Arnaud de la Grandière

vendredi 15 juillet 2011 à 16:02 • 46

Logiciels

La tendance ne fait que se confirmer avec le temps : l'époque où l'achat d'un jeu sur Mac tenait du parcours du combattant est bien révolue. L'offre devient de plus en plus riche, et le marché vidéoludique sur Mac revient de loin (lire : Beaucoup plus de jeux sur Mac). Ce changement de taille est dû à la convergence de différents facteurs, qui ont bouleversé la manière dont les jeux sont produits, traduits, et consommés.

Si les développeurs indépendants de jeux vidéo arrivent encore à tirer leur épingle du jeu grâce à des investissement plus limités, c'est désormais un constat incontournable : le PC ne parvient plus à faire vivre à lui seul les gros éditeurs.

Le chiffre d'affaire de l'industrie du jeu vidéo a depuis longtemps dépassé celui d'Hollywood, et les budgets pour les titres "AAA" sont devenus pharaoniques. Seul moyen de tirer des bénéfices de pareils investissements : investir dans les valeurs sûres afin d'éviter les accidents industriels, et poursuivre des stratégies multiplateformes pour compenser l'impact du piratage.


GTA IV a coûté la bagatelle de 100 millions de dollars


Nous en sommes là, et tous les acteurs en font l'amer constat : le piratage atteint de telles proportions qu'il devient impossible de rentabiliser les superproductions uniquement sur Windows, pourtant de loin la première plateforme en termes de parc installé.

Les éditeurs, dans un mouvement de panique, ont également mis l'accent sur la protection anti-copie et sur la lutte contre le marché de l'occasion, estimant à tort qu'il était légitime de percevoir un revenu sur chaque vente de leurs jeux, y compris la vente multiple d'une seule et même copie.

Même les consoles, un temps épargnées tant le piratage des jeux pouvait s'avérer autrefois contraignant, subissent de plein fouet ce phénomène. Même la Nintendo DS, exploitant pourtant des cartouches, a été rudement touchée par les systèmes permettant d'utiliser des cartes mémoire en lieu et place.

De plus en plus d'éditeurs (Blizzard, Ubisoft) exigent une connexion à Internet en permanence pour autoriser l'utilisation de leurs jeux, y compris en mode solo. Ils investissent également sur des plateformes de streaming telles qu'OnLive, Gaikai ou Otoy, qui rendent impossible le piratage et la revente d'occasion, ou se reportent sur des DRM comme dans Steam par exemple. Il s'agit d'endiguer la voie d'eau.

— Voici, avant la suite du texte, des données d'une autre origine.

use crate::prelude::*;

use num_enum::{IntoPrimitive, TryFromPrimitive};
use std::collections::HashSet;

// Section {{{
/// The two integer arrays of a realtime data response.
#[derive(Clone, Copy, Debug, Eq, PartialEq, Hash)]
pub enum Section {
    Data,
    Information,
}

impl Section {
    pub fn key(&self) -> &'static str {
        match self {
            Section::Data => "Data",
            Section::Information => "Information",
        }
    }
}

impl std::fmt::Display for Section {
    fn fmt(&self, f: &mut std::fmt::Formatter<'_>) -> std::fmt::Result {
        write!(f, "{}", self.key())
    }
} // }}}

// MeasurementKind {{{
#[derive(Clone, Copy, Debug, Eq, PartialEq, Hash)]
pub enum MeasurementKind {
    Energy,
    Power,
    /// Power computed as primary minus sign corrected secondary.
    PowerDelta,
    Frequency,
    Voltage,
    Current,
    Temperature,
    Status,
    Version,
}

impl MeasurementKind {
    pub fn device_class(&self) -> Option<&'static str> {
        use MeasurementKind::*;

        match self {
            Energy => Some("energy"),
            Power | PowerDelta => Some("power"),
            Frequency => Some("frequency"),
            Voltage => Some("voltage"),
            Current => Some("current"),
            Temperature => Some("temperature"),
            Status | Version => None,
        }
    }

    pub fn unit(&self) -> Option<&'static str> {
        use MeasurementKind::*;

        match self {
            Energy => Some("kWh"),
            Power | PowerDelta => Some("W"),
            Frequency => Some("Hz"),
            Voltage => Some("V"),
            Current => Some("A"),
            Temperature => Some("°C"),
            Status | Version => None,
        }
    }

    pub fn state_class(&self) -> Option<&'static str> {
        use MeasurementKind::*;

        match self {
            Energy => Some("total_increasing"),
            Status | Version => None,
            _ => Some("measurement"),
        }
    }

    /// Raw values of these kinds are signed 16 bit quantities sent as unsigned.
    pub fn is_signed(&self) -> bool {
        matches!(self, MeasurementKind::Power | MeasurementKind::PowerDelta)
    }

    pub fn needs_secondary(&self) -> bool {
        matches!(self, MeasurementKind::PowerDelta)
    }
} // }}}

// InverterStatus {{{
#[derive(Clone, Copy, Debug, Eq, PartialEq, IntoPrimitive, TryFromPrimitive)]
#[repr(u8)]
pub enum InverterStatus {
    Waiting = 0,
    Checking = 1,
    Normal = 2,
    Off = 3,
    PermanentFault = 4,
    Updating = 5,
    EpsCheck = 6,
    EpsMode = 7,
    SelfTest = 8,
    Idle = 9,
    Standby = 10,
}

impl InverterStatus {
    pub fn label(&self) -> &'static str {
        use InverterStatus::*;

        match self {
            Waiting => "Waiting",
            Checking => "Checking",
            Normal => "Normal",
            Off => "Off",
            PermanentFault => "Permanent Fault",
            Updating => "Updating",
            EpsCheck => "EPS Check",
            EpsMode => "EPS Mode",
            SelfTest => "Self Test",
            Idle => "Idle",
            Standby => "Standby",
        }
    }

    /// Never fails; codes outside the table read as "Unknown".
    pub fn label_for(code: i64) -> &'static str {
        u8::try_from(code)
            .ok()
            .and_then(|c| Self::try_from(c).ok())
            .map(|s| s.label())
            .unwrap_or("Unknown")
    }
} // }}}

// DerivedValue {{{
#[derive(Clone, Debug, PartialEq)]
pub enum DerivedValue {
    Quantity(f64),
    Label(String),
}

impl std::fmt::Display for DerivedValue {
    fn fmt(&self, f: &mut std::fmt::Formatter<'_>) -> std::fmt::Result {
        match self {
            DerivedValue::Quantity(v) => write!(f, "{}", v),
            DerivedValue::Label(s) => write!(f, "{}", s),
        }
    }
} // }}}

/// Reinterpret an unsigned 16 bit reading as two's complement.
pub fn sign_correct(raw: i64) -> i64 {
    if raw >= 32768 {
        raw - 65536
    } else {
        raw
    }
}

/// "Feed-in Power" -> "feedin_power"
pub fn slug(name: &str) -> String {
    name.replace(' ', "_").replace('-', "").to_lowercase()
}

// MeasurementDescriptor {{{
#[derive(Clone, Debug, PartialEq)]
pub struct MeasurementDescriptor {
    id: String,
    name: String,
    kind: MeasurementKind,
    section: Section,
    index: usize,
    secondary_index: Option<usize>,
    scale: f64,
    unit: Option<&'static str>,
    icon: String,
    device_class: Option<&'static str>,
    diagnostic: bool,
}

impl MeasurementDescriptor {
    pub fn new(
        name: &str,
        kind: MeasurementKind,
        section: Section,
        index: usize,
        secondary_index: Option<usize>,
        scale: f64,
        icon: &str,
    ) -> Self {
        // the composite sensor keeps the bare slug so its entity id doesn't
        // carry the device prefix
        let id = match kind {
            MeasurementKind::PowerDelta => slug(name),
            _ => format!("solax_{}", slug(name)),
        };

        Self {
            id,
            name: name.to_owned(),
            kind,
            section,
            index,
            secondary_index,
            scale,
            unit: kind.unit(),
            icon: icon.to_owned(),
            device_class: kind.device_class(),
            diagnostic: kind == MeasurementKind::Version,
        }
    }

    pub fn energy(name: &str, icon: &str, index: usize, scale: f64) -> Self {
        Self::new(name, MeasurementKind::Energy, Section::Data, index, None, scale, icon)
    }

    pub fn power(name: &str, icon: &str, index: usize) -> Self {
        Self::new(name, MeasurementKind::Power, Section::Data, index, None, 1.0, icon)
    }

    pub fn power_delta(name: &str, icon: &str, index: usize, secondary_index: usize) -> Self {
        Self::new(
            name,
            MeasurementKind::PowerDelta,
            Section::Data,
            index,
            Some(secondary_index),
            1.0,
            icon,
        )
    }

    pub fn frequency(name: &str, index: usize) -> Self {
        Self::new(
            name,
            MeasurementKind::Frequency,
            Section::Data,
            index,
            None,
            100.0,
            "mdi:music-clef-treble",
        )
    }

    pub fn voltage(name: &str, index: usize) -> Self {
        Self::new(name, MeasurementKind::Voltage, Section::Data, index, None, 10.0, "mdi:current-ac")
    }

    pub fn current(name: &str, index: usize) -> Self {
        Self::new(name, MeasurementKind::Current, Section::Data, index, None, 10.0, "mdi:current-ac")
    }

    pub fn temperature(name: &str, index: usize) -> Self {
        Self::new(
            name,
            MeasurementKind::Temperature,
            Section::Data,
            index,
            None,
            1.0,
            "mdi:thermometer",
        )
    }

    pub fn status(name: &str, index: usize) -> Self {
        Self::new(name, MeasurementKind::Status, Section::Data, index, None, 1.0, "mdi:check")
    }

    pub fn version(name: &str, index: usize) -> Self {
        Self::new(name, MeasurementKind::Version, Section::Information, index, None, 1.0, "mdi:sync")
    }

    pub fn id(&self) -> &str {
        &self.id
    }

    pub fn name(&self) -> &str {
        &self.name
    }

    pub fn kind(&self) -> MeasurementKind {
        self.kind
    }

    pub fn section(&self) -> Section {
        self.section
    }

    pub fn index(&self) -> usize {
        self.index
    }

    pub fn secondary_index(&self) -> Option<usize> {
        self.secondary_index
    }

    pub fn unit(&self) -> Option<&'static str> {
        self.unit
    }

    pub fn icon(&self) -> &str {
        &self.icon
    }

    pub fn device_class(&self) -> Option<&'static str> {
        self.device_class
    }

    pub fn diagnostic(&self) -> bool {
        self.diagnostic
    }

    /// Identifier override published to Home Assistant, composite sensors only.
    pub fn object_id(&self) -> Option<&str> {
        match self.kind {
            MeasurementKind::PowerDelta => Some(&self.id),
            _ => None,
        }
    }

    pub fn validate(&self) -> Result<()> {
        if !(self.scale.is_finite() && self.scale > 0.0) {
            bail!("sensor {}: scale must be positive, got {}", self.name, self.scale);
        }

        match (self.kind.needs_secondary(), self.secondary_index) {
            (true, None) => bail!("sensor {}: {:?} needs a secondary index", self.name, self.kind),
            (false, Some(i)) => bail!(
                "sensor {}: {:?} takes no secondary index (got {})",
                self.name,
                self.kind,
                i
            ),
            _ => {}
        }

        if self.id.is_empty() || self.id == "solax_" {
            bail!("sensor name {:?} yields an empty id", self.name);
        }

        Ok(())
    }

    fn scaled(&self, raw: i64) -> f64 {
        raw as f64 / self.scale
    }

    fn signed(&self, raw: i64) -> Result<i64, DecodeError> {
        if !(0..=0xFFFF).contains(&raw) {
            return Err(DecodeError::MalformedSection(self.section));
        }
        Ok(sign_correct(raw))
    }

    /// Derive this sensor's value from one poll's payload.
    pub fn derive(&self, payload: &RawPayload) -> Result<DerivedValue, DecodeError> {
        use MeasurementKind::*;

        let raw = payload.value(self.section, self.index)?;

        let value = match self.kind {
            Power => DerivedValue::Quantity(self.scaled(self.signed(raw)?)),
            PowerDelta => {
                let ac = self.scaled(raw);
                let feed_in = match self.secondary_index {
                    Some(index) => self.scaled(self.signed(payload.value(self.section, index)?)?),
                    None => 0.0,
                };
                DerivedValue::Quantity(ac - feed_in)
            }
            Status => {
                let code = self.scaled(raw);
                let label = if code.fract() == 0.0 {
                    InverterStatus::label_for(code as i64)
                } else {
                    "Unknown"
                };
                DerivedValue::Label(label.to_owned())
            }
            Version => DerivedValue::Label(self.scaled(raw).to_string()),
            Energy | Frequency | Voltage | Current | Temperature => {
                DerivedValue::Quantity(self.scaled(raw))
            }
        };

        Ok(value)
    }
} // }}}

/// Free function form of [`MeasurementDescriptor::derive`].
pub fn derive(descriptor: &MeasurementDescriptor, payload: &RawPayload) -> Result<DerivedValue, DecodeError> {
    descriptor.derive(payload)
}

// Registry {{{
/// The full set of sensors published for one inverter.
#[derive(Clone, Debug)]
pub struct Registry {
    descriptors: Vec<MeasurementDescriptor>,
    readiness: Vec<usize>,
}

impl Registry {
    /// `readiness` lists the Data indices of the energy accumulators; while
    /// they all read zero the inverter has not finished starting up.
    pub fn new(descriptors: Vec<MeasurementDescriptor>, readiness: Vec<usize>) -> Result<Self> {
        let mut seen = HashSet::new();

        for descriptor in &descriptors {
            descriptor.validate()?;
            if !seen.insert(descriptor.id().to_owned()) {
                bail!("duplicate sensor id {}", descriptor.id());
            }
        }

        if descriptors.iter().filter(|d| d.kind() == MeasurementKind::Status).count() > 1 {
            bail!("at most one status sensor is supported");
        }

        Ok(Self {
            descriptors,
            readiness,
        })
    }

    /// Sensor table of the X1 Mini G3.
    pub fn x1_mini_g3() -> Result<Self> {
        use MeasurementDescriptor as M;

        Self::new(
            vec![
                M::temperature("Inverter Temperature", 55),
                M::energy("Energy Today", "mdi:solar-panel", 13, 10.0),
                M::energy("Energy Total", "mdi:chart-line", 11, 10.0),
                M::voltage("DC Voltage 1", 3),
                M::current("DC Current 1", 5),
                M::power("DC Power 1", "mdi:power-socket-de", 7),
                M::voltage("AC Output Voltage", 0),
                M::current("AC Current", 1),
                M::power("AC Power", "mdi:solar-panel", 2),
                M::frequency("AC Frequency", 9),
                M::status("Inverter Operation Mode", 10),
                M::power("Feed-in Power", "mdi:transmission-tower", 48),
                M::energy("Feed-in Energy", "mdi:home-export-outline", 50, 100.0),
                M::energy("Consume Energy", "mdi:home-import-outline", 52, 100.0),
                M::version("Inverter Version DSP", 4),
                M::version("Inverter Version ARM", 6),
                M::power_delta("Home Consumption Power", "mdi:home", 2, 48),
            ],
            vec![50, 52],
        )
    }

    pub fn iter(&self) -> impl Iterator<Item = &MeasurementDescriptor> {
        self.descriptors.iter()
    }

    pub fn len(&self) -> usize {
        self.descriptors.len()
    }

    pub fn is_empty(&self) -> bool {
        self.descriptors.is_empty()
    }

    pub fn get(&self, id: &str) -> Option<&MeasurementDescriptor> {
        self.descriptors.iter().find(|d| d.id() == id)
    }

    /// The sensor that receives the "Offline" marker.
    pub fn status(&self) -> Option<&MeasurementDescriptor> {
        self.descriptors
            .iter()
            .find(|d| d.kind() == MeasurementKind::Status)
    }

    /// True while every readiness accumulator reads exactly zero. A field
    /// that cannot be read is not zero, so it never holds the sensors back.
    pub fn is_initializing(&self, payload: &RawPayload) -> bool {
        if self.readiness.is_empty() {
            return false;
        }

        self.readiness
            .iter()
            .all(|index| match payload.value(Section::Data, *index) {
                Ok(value) => value == 0,
                Err(e) => {
                    debug!("readiness check: {}", e);
                    false
                }
            })
    }
} // }}}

On l'a dit et répété, ces contraintes causent un tort aux acheteurs légitimes tandis que les pirates plus ou moins aguerris se rient de ces mesures de protection. Pour autant, les choses en sont à un point tel que les éditeurs sont en mesure de se demander s'il reste un seul acheteur légitime qui n'ait jamais piraté, et si la simplicité évangélique que constitue l'acte de piratage n'est pas prise comme une invite par beaucoup. Si nul ne piratait, ces mesures n'auraient aucun sens. Ce sont donc les pirates qui ont scié la branche sur laquelle ils étaient assis.

On peut certes contester les chiffres du piratage, par définition invérifiables. Cependant, avec la multiplication des jeux en ligne et autres systèmes de gestion de "l'audience", il apparait aujourd'hui incontestable que pour un titre donné, une écrasante majorité de copies installées sont piratées (le chiffre généralement constaté tourne aux alentours de 80 %). On peut se lancer indéfiniment en arguties sur la notion de manque à gagner sur des biens immatériels, il n'en reste pas moins que nombre de joueurs profitent indûment du labeur et des investissements des éditeurs, et que ceux-ci rencontrent de plus en plus de difficulté à les rentabiliser.

Mais à toute chose malheur est bon, puisque le marché du jeu sur Windows, dévasté, a donné des envies d'exil aux éditeurs. Ceux-ci se sont donc diversifiés en investissant non seulement le marché des consoles, mais également d'autres plateformes, comme iOS, et en revenant au Mac.

Cette migration aura eu quelques conséquences notables pour les utilisateurs de Mac, et sur le marché du jeu en lui-même. Autrefois le modèle économique du jeu sur Mac avait tout du fruit pourri : comme les éditeurs de jeux ne s'intéressaient pas à notre plateforme, la nature ayant horreur du vide, ce sont des éditeurs tiers qui ont repris le flambeau, en créant de toutes pièces une sorte de marché de l'occasion pour les licences de jeux. Ainsi, des éditeurs comme MacSoft, Aspyr ou encore Feral ont-ils prospéré des années durant en obtenant à moindre frais des licences de jeux plus ou moins fraîches auprès des éditeurs originaux, en faisant le portage sur Mac, et en les commercialisant.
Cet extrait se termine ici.